Asking for directions or help:
So what’s a better scenario:
– Reading the instructions and then putting together an Ikea desk quickly (in 3 hours). Or figuring it out on your own, making a few mistakes, having to backtrack some, and either putting it together incorrectly or having to go back and get the directions out anyway, and as a result you take 5 hours?
– Stopping while driving to ask for directions, and getting to the right place the first time. Or, NOT stopping and trying to find it on your own…getting lost a couple times and eventually finding the right place, but taking longer to get there.

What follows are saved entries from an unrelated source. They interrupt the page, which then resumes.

//! Error types for the cache crate
//!
//! Cache operations themselves are infallible; only configuration loading
//! can fail.

use thiserror::Error;

// == Config Error Enum ==
/// Errors raised while building a [`CacheConfig`](crate::CacheConfig).
#[derive(Error, Debug, Clone, PartialEq, Eq)]
pub enum ConfigError {
    /// An environment variable was set but could not be parsed
    #[error("Invalid value for {var}: {value:?} ({reason})")]
    InvalidValue {
        var: &'static str,
        value: String,
        reason: String,
    },

    /// A name was given that cannot label log events
    #[error("Invalid cache name: {0:?}")]
    InvalidName(String),
}

// == Result Type Alias ==
/// Convenience Result type for configuration loading.
pub type Result<T> = std::result::Result<T, ConfigError>;

#[cfg(test)]
mod tests {
    use super::*;

    #[test]
    fn test_invalid_value_message() {
        let err = ConfigError::InvalidValue {
            var: "CACHE_DEFAULT_TTL_MS",
            value: "soon".to_string(),
            reason: "invalid digit found in string".to_string(),
        };

        let msg = err.to_string();
        assert!(msg.contains("CACHE_DEFAULT_TTL_MS"));
        assert!(msg.contains("\"soon\""));
    }

    #[test]
    fn test_invalid_name_message() {
        let err = ConfigError::InvalidName("   ".to_string());
        assert_eq!(err.to_string(), "Invalid cache name: \"   \"");
    }
}
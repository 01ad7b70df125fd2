//! Time-based one-time codes and static backup codes.
//!
//! TOTP uses the standard 6-digit, 30-second step with a one-step drift
//! window. Backup codes are random grouped hex, digested with SHA-256: they
//! are high-entropy single-use values, so the slow Argon2 path would add
//! cost without adding guess resistance.

use anyhow::{anyhow, Result};
use rand::{rngs::OsRng, RngCore};
use sha2::{Digest, Sha256};
use totp_rs::{Algorithm, Secret, TOTP};

const BACKUP_CODE_BYTES: usize = 5;
const BACKUP_CODE_GROUP_SIZE: usize = 5;

/// Enrollment material returned to the caller. Nothing is persisted until
/// the first code verifies.
#[derive(Debug)]
pub struct Enrollment {
    pub secret_base32: String,
    pub provisioning_uri: String,
    /// PNG QR code as a `data:image/png;base64,...` URL.
    pub qr_data_url: String,
}

#[derive(Clone, Debug)]
pub struct TotpEngine {
    issuer: String,
}

impl TotpEngine {
    #[must_use]
    pub fn new(issuer: impl Into<String>) -> Self {
        Self {
            issuer: issuer.into(),
        }
    }

    /// Generate a fresh random secret and a scannable enrollment payload.
    ///
    /// # Errors
    /// Returns an error if secret generation or QR rendering fails.
    pub fn generate_enrollment(&self, account_label: &str) -> Result<Enrollment> {
        let secret = Secret::generate_secret();
        let secret_bytes = secret
            .to_bytes()
            .map_err(|e| anyhow!("secret generation failed: {e:?}"))?;

        let totp = TOTP::new(
            Algorithm::SHA1,
            6,
            1,
            30,
            secret_bytes,
            Some(self.issuer.clone()),
            account_label.to_string(),
        )
        .map_err(|e| anyhow!("totp init failed: {e}"))?;

        let qr = totp
            .get_qr_base64()
            .map_err(|e| anyhow!("qr generation failed: {e}"))?;

        Ok(Enrollment {
            secret_base32: totp.get_secret_base32(),
            provisioning_uri: totp.get_url(),
            qr_data_url: format!("data:image/png;base64,{qr}"),
        })
    }

    /// Validate a time-drifting code against a base32 secret. Never errors;
    /// any failure (bad secret, clock trouble, wrong code) yields `false`.
    #[must_use]
    pub fn verify_code(&self, code: &str, secret_base32: &str) -> bool {
        let Ok(secret_bytes) = Secret::Encoded(secret_base32.to_string()).to_bytes() else {
            return false;
        };
        let Ok(totp) = TOTP::new(
            Algorithm::SHA1,
            6,
            1,
            30,
            secret_bytes,
            Some(self.issuer.clone()),
            "account".to_string(),
        ) else {
            return false;
        };
        totp.check_current(code.trim()).unwrap_or(false)
    }

    /// Cryptographically random backup codes formatted for human
    /// transcription (grouped hex, e.g. `3f9a1-bc04d`).
    ///
    /// # Errors
    /// Returns an error if the system RNG fails.
    pub fn generate_backup_codes(&self, count: usize) -> Result<Vec<String>> {
        let mut codes = Vec::with_capacity(count);
        for _ in 0..count {
            let mut raw = [0u8; BACKUP_CODE_BYTES];
            OsRng
                .try_fill_bytes(&mut raw)
                .map_err(|e| anyhow!("rng failure: {e}"))?;
            codes.push(format_backup_code(&hex::encode(raw)));
        }
        Ok(codes)
    }
}

fn format_backup_code(hex_body: &str) -> String {
    let mut out = String::with_capacity(hex_body.len() + 1);
    for (idx, chunk) in hex_body.as_bytes().chunks(BACKUP_CODE_GROUP_SIZE).enumerate() {
        if idx > 0 {
            out.push('-');
        }
        out.push_str(std::str::from_utf8(chunk).unwrap_or_default());
    }
    out
}

/// Strip grouping and case so users can transcribe codes loosely.
fn normalize_backup_code(code: &str) -> String {
    code.chars()
        .filter(char::is_ascii_hexdigit)
        .map(|ch| ch.to_ascii_lowercase())
        .collect()
}

/// Fast one-way digest of a single backup code.
#[must_use]
pub fn hash_backup_code(code: &str) -> String {
    let mut hasher = Sha256::new();
    hasher.update(normalize_backup_code(code).as_bytes());
    hex::encode(hasher.finalize())
}

/// Digest a full batch of backup codes.
#[must_use]
pub fn hash_backup_codes(codes: &[String]) -> Vec<String> {
    codes.iter().map(|code| hash_backup_code(code)).collect()
}

/// Set-membership check against stored digests.
#[must_use]
pub fn verify_backup_code(code: &str, digests: &[String]) -> bool {
    let candidate = hash_backup_code(code);
    digests.iter().any(|digest| *digest == candidate)
}

/// Return the digest set with the matching digest removed, or `None` when
/// the code does not match. Call sites must persist the returned set so a
/// consumed code cannot be replayed.
#[must_use]
pub fn consume_backup_code(code: &str, digests: &[String]) -> Option<Vec<String>> {
    let candidate = hash_backup_code(code);
    let position = digests.iter().position(|digest| *digest == candidate)?;
    let mut remaining = digests.to_vec();
    remaining.remove(position);
    Some(remaining)
}

#[cfg(test)]
#[allow(clippy::unwrap_used, clippy::indexing_slicing)]
mod tests {
    use super::*;

    #[test]
    fn enrollment_produces_scannable_payload() {
        let engine = TotpEngine::new("MedStock");
        let enrollment = engine.generate_enrollment("nurse@ward.test").unwrap();
        assert!(!enrollment.secret_base32.is_empty());
        assert!(enrollment.provisioning_uri.starts_with("otpauth://totp/"));
        assert!(enrollment.provisioning_uri.contains("MedStock"));
        assert!(enrollment.qr_data_url.starts_with("data:image/png;base64,"));
    }

    #[test]
    fn current_code_verifies_and_garbage_does_not() {
        let engine = TotpEngine::new("MedStock");
        let enrollment = engine.generate_enrollment("nurse@ward.test").unwrap();

        let secret_bytes = Secret::Encoded(enrollment.secret_base32.clone())
            .to_bytes()
            .unwrap();
        let totp = TOTP::new(
            Algorithm::SHA1,
            6,
            1,
            30,
            secret_bytes,
            Some("MedStock".to_string()),
            "account".to_string(),
        )
        .unwrap();
        let code = totp.generate_current().unwrap();

        assert!(engine.verify_code(&code, &enrollment.secret_base32));
        assert!(!engine.verify_code("000000", &enrollment.secret_base32));
    }

    #[test]
    fn verify_code_false_on_malformed_input() {
        let engine = TotpEngine::new("MedStock");
        assert!(!engine.verify_code("123456", "not base32 at all!!!"));
        assert!(!engine.verify_code("", ""));
    }

    #[test]
    fn backup_codes_are_grouped_hex() {
        let engine = TotpEngine::new("MedStock");
        let codes = engine.generate_backup_codes(8).unwrap();
        assert_eq!(codes.len(), 8);
        for code in &codes {
            let (left, right) = code.split_once('-').unwrap();
            assert_eq!(left.len(), BACKUP_CODE_GROUP_SIZE);
            assert_eq!(right.len(), BACKUP_CODE_GROUP_SIZE);
            assert!(code
                .chars()
                .all(|ch| ch.is_ascii_hexdigit() || ch == '-'));
        }
    }

    #[test]
    fn hashing_tolerates_loose_transcription() {
        assert_eq!(hash_backup_code("3f9a1-bc04d"), hash_backup_code("3F9A1BC04D"));
        assert_ne!(hash_backup_code("3f9a1-bc04d"), hash_backup_code("3f9a1-bc04e"));
    }

    #[test]
    fn consume_removes_exactly_one_digest() {
        let engine = TotpEngine::new("MedStock");
        let codes = engine.generate_backup_codes(4).unwrap();
        let digests = hash_backup_codes(&codes);

        assert!(verify_backup_code(&codes[1], &digests));
        let remaining = consume_backup_code(&codes[1], &digests).unwrap();
        assert_eq!(remaining.len(), 3);
        assert!(!verify_backup_code(&codes[1], &remaining));
        assert!(verify_backup_code(&codes[0], &remaining));

        assert!(consume_backup_code(&codes[1], &remaining).is_none());
        assert!(consume_backup_code("fffff-fffff", &digests).is_none());
    }
}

Do you get an extra badge by doing it on your own? NO, there is nothing to be gained by fumbling through something, when you could have done it right the first time by getting help. That’s called being smart, practical, and efficient. Don’t teach your son that it makes you less of a man to do so.
Doing women’s work:
It’s such an outdated chauvinistic perspective to think that a “real man” doesn’t contribute around the house like a woman does. I want my son to see me cleaning bathrooms, vacuuming, baking pies, and making casseroles. I want him to learn that it is normal to help…no matter what the area is. That way, it will be natural for him to grow up to love his wife in that way too.

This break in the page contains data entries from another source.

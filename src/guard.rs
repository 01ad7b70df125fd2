//! Per-request authentication dispatch.
//!
//! The guard walks an ordered list of strategies and stops at the first
//! success: bearer session token, API key found in the Authorization
//! header, then API key in the dedicated `x-api-key` header. A strategy
//! that does not recognize the request yields `None` so the next one can
//! try; only storage failures propagate as errors. When nothing matches,
//! the caller gets a single `Unauthenticated` with no hint of whether
//! credentials were missing, malformed, or wrong.

use async_trait::async_trait;
use chrono::Utc;
use http::header::AUTHORIZATION;
use http::HeaderMap;
use std::sync::Arc;
use tracing::debug;
use uuid::Uuid;

use crate::api_key::{self, ApiKeyScheme, KEY_PREFIX_LEN};
use crate::error::AuthError;
use crate::models::Account;
use crate::store::{AccountStore, ApiKeyStore};
use crate::token::{TokenKind, TokenSigner};

/// Dedicated API-key header, checked after the Authorization header.
pub const API_KEY_HEADER: &str = "x-api-key";

#[derive(Clone, Copy, Debug, Eq, PartialEq)]
pub enum AuthMethod {
    Token,
    ApiKey,
    ClientCredential,
}

/// Metadata about the API key that authenticated a request.
#[derive(Clone, Debug)]
pub struct ApiKeyInfo {
    pub id: Uuid,
    pub label: String,
    pub prefix: String,
}

/// Resolved identity attached to a request after successful dispatch.
#[derive(Clone, Debug)]
pub struct AuthContext {
    pub account: Account,
    pub method: AuthMethod,
    pub api_key: Option<ApiKeyInfo>,
}

#[async_trait]
pub trait AuthStrategy: Send + Sync {
    /// `Ok(None)` means "not mine / no match"; errors are reserved for
    /// storage failures.
    async fn try_authenticate(&self, headers: &HeaderMap)
        -> Result<Option<AuthContext>, AuthError>;
}

/// Session-token verification against the Authorization header.
pub struct BearerSessionStrategy {
    signer: TokenSigner,
    accounts: Arc<dyn AccountStore>,
}

impl BearerSessionStrategy {
    #[must_use]
    pub fn new(signer: TokenSigner, accounts: Arc<dyn AccountStore>) -> Self {
        Self { signer, accounts }
    }
}

#[async_trait]
impl AuthStrategy for BearerSessionStrategy {
    async fn try_authenticate(
        &self,
        headers: &HeaderMap,
    ) -> Result<Option<AuthContext>, AuthError> {
        let Some(token) = bearer_value(headers) else {
            return Ok(None);
        };
        // Tagged keys in a Bearer header belong to the API-key strategy.
        if token.starts_with(api_key::KEY_TAG) {
            return Ok(None);
        }
        let Ok(claims) = self.signer.verify(token, TokenKind::Session) else {
            return Ok(None);
        };
        let Ok(account_id) = Uuid::parse_str(&claims.sub) else {
            return Ok(None);
        };
        let Some(account) = self.accounts.find_by_id(account_id).await? else {
            return Ok(None);
        };
        if !account.active {
            debug!(account_id = %account_id, "bearer token for inactive account");
            return Ok(None);
        }
        Ok(Some(AuthContext {
            account,
            method: AuthMethod::Token,
            api_key: None,
        }))
    }
}

/// Which header an [`ApiKeyStrategy`] instance reads.
#[derive(Clone, Copy, Debug)]
pub enum ApiKeySource {
    Authorization,
    DedicatedHeader,
}

/// Opaque-key verification: extract, format-check, prefix lookup, expiry
/// and activity checks, then the slow hash comparison. Touches
/// `last_used_at` on every successful authentication.
pub struct ApiKeyStrategy {
    source: ApiKeySource,
    scheme: ApiKeyScheme,
    accounts: Arc<dyn AccountStore>,
    api_keys: Arc<dyn ApiKeyStore>,
}

impl ApiKeyStrategy {
    #[must_use]
    pub fn new(
        source: ApiKeySource,
        scheme: ApiKeyScheme,
        accounts: Arc<dyn AccountStore>,
        api_keys: Arc<dyn ApiKeyStore>,
    ) -> Self {
        Self {
            source,
            scheme,
            accounts,
            api_keys,
        }
    }

    fn candidate_key(&self, headers: &HeaderMap) -> Option<String> {
        let value = match self.source {
            ApiKeySource::Authorization => headers.get(AUTHORIZATION)?.to_str().ok()?,
            ApiKeySource::DedicatedHeader => headers.get(API_KEY_HEADER)?.to_str().ok()?,
        };
        api_key::extract_from_header(value)
    }
}

#[async_trait]
impl AuthStrategy for ApiKeyStrategy {
    async fn try_authenticate(
        &self,
        headers: &HeaderMap,
    ) -> Result<Option<AuthContext>, AuthError> {
        let Some(key) = self.candidate_key(headers) else {
            return Ok(None);
        };
        // Strict format gate before any storage lookup.
        if !api_key::is_valid_format(&key) {
            return Ok(None);
        }
        let prefix: String = key.chars().take(KEY_PREFIX_LEN).collect();
        let Some(record) = self.api_keys.find_by_prefix(&prefix).await? else {
            return Ok(None);
        };
        if !record.active || api_key::is_expired(record.expires_at, Utc::now()) {
            return Ok(None);
        }
        if !self.scheme.verify(&key, &record.key_hash) {
            return Ok(None);
        }
        let Some(account) = self.accounts.find_by_id(record.account_id).await? else {
            return Ok(None);
        };
        if !account.active {
            return Ok(None);
        }
        self.api_keys.touch_last_used(record.id, Utc::now()).await?;
        Ok(Some(AuthContext {
            account,
            method: AuthMethod::ApiKey,
            api_key: Some(ApiKeyInfo {
                id: record.id,
                label: record.label,
                prefix: record.prefix,
            }),
        }))
    }
}

pub struct AuthGuard {
    strategies: Vec<Box<dyn AuthStrategy>>,
}

impl AuthGuard {
    #[must_use]
    pub fn new(strategies: Vec<Box<dyn AuthStrategy>>) -> Self {
        Self { strategies }
    }

    /// The standard dispatch order: bearer session token, API key in the
    /// Authorization header, API key in the dedicated header.
    #[must_use]
    pub fn standard(
        signer: TokenSigner,
        scheme: ApiKeyScheme,
        accounts: Arc<dyn AccountStore>,
        api_keys: Arc<dyn ApiKeyStore>,
    ) -> Self {
        Self::new(vec![
            Box::new(BearerSessionStrategy::new(signer, accounts.clone())),
            Box::new(ApiKeyStrategy::new(
                ApiKeySource::Authorization,
                scheme.clone(),
                accounts.clone(),
                api_keys.clone(),
            )),
            Box::new(ApiKeyStrategy::new(
                ApiKeySource::DedicatedHeader,
                scheme,
                accounts,
                api_keys,
            )),
        ])
    }

    /// Resolve the request's identity, first strategy success wins.
    ///
    /// # Errors
    /// Returns [`AuthError::Unauthenticated`] when no strategy matches;
    /// storage failures propagate as [`AuthError::Storage`].
    pub async fn authenticate(&self, headers: &HeaderMap) -> Result<AuthContext, AuthError> {
        for strategy in &self.strategies {
            if let Some(context) = strategy.try_authenticate(headers).await? {
                return Ok(context);
            }
        }
        Err(AuthError::Unauthenticated)
    }
}

fn bearer_value(headers: &HeaderMap) -> Option<&str> {
    let value = headers.get(AUTHORIZATION)?.to_str().ok()?;
    let trimmed = value.trim();
    let token = trimmed
        .strip_prefix("Bearer ")
        .or_else(|| trimmed.strip_prefix("bearer "))?
        .trim();
    if token.is_empty() {
        None
    } else {
        Some(token)
    }
}

#[cfg(test)]
#[allow(clippy::unwrap_used)]
mod tests {
    use super::*;
    use http::HeaderValue;

    #[test]
    fn bearer_value_parses_common_shapes() {
        let mut headers = HeaderMap::new();
        headers.insert(AUTHORIZATION, HeaderValue::from_static("Bearer abc.def"));
        assert_eq!(bearer_value(&headers), Some("abc.def"));

        headers.insert(AUTHORIZATION, HeaderValue::from_static("bearer abc"));
        assert_eq!(bearer_value(&headers), Some("abc"));

        headers.insert(AUTHORIZATION, HeaderValue::from_static("Bearer   "));
        assert_eq!(bearer_value(&headers), None);

        headers.insert(AUTHORIZATION, HeaderValue::from_static("Basic abc"));
        assert_eq!(bearer_value(&headers), None);

        assert_eq!(bearer_value(&HeaderMap::new()), None);
    }
}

To clarify, I DO want to teach my son to be a man. I want him to learn to lead and love his family, to be responsible, to do his best, to be giving and loving to others, to be selfless, to be real with people, and to be a helper. I do NOT want to teach him to be the type of man that stereotypes have created over the years.
My challenge to you:
You may disagree with me on some of these areas, and that’s ok. But, if what I’m saying DOES make sense to you, try to identify if you’re guilty of perpetrating any of the negative stereotypes of what is required of a “real man”. Make sure you model it and teach others what you really want them to learn.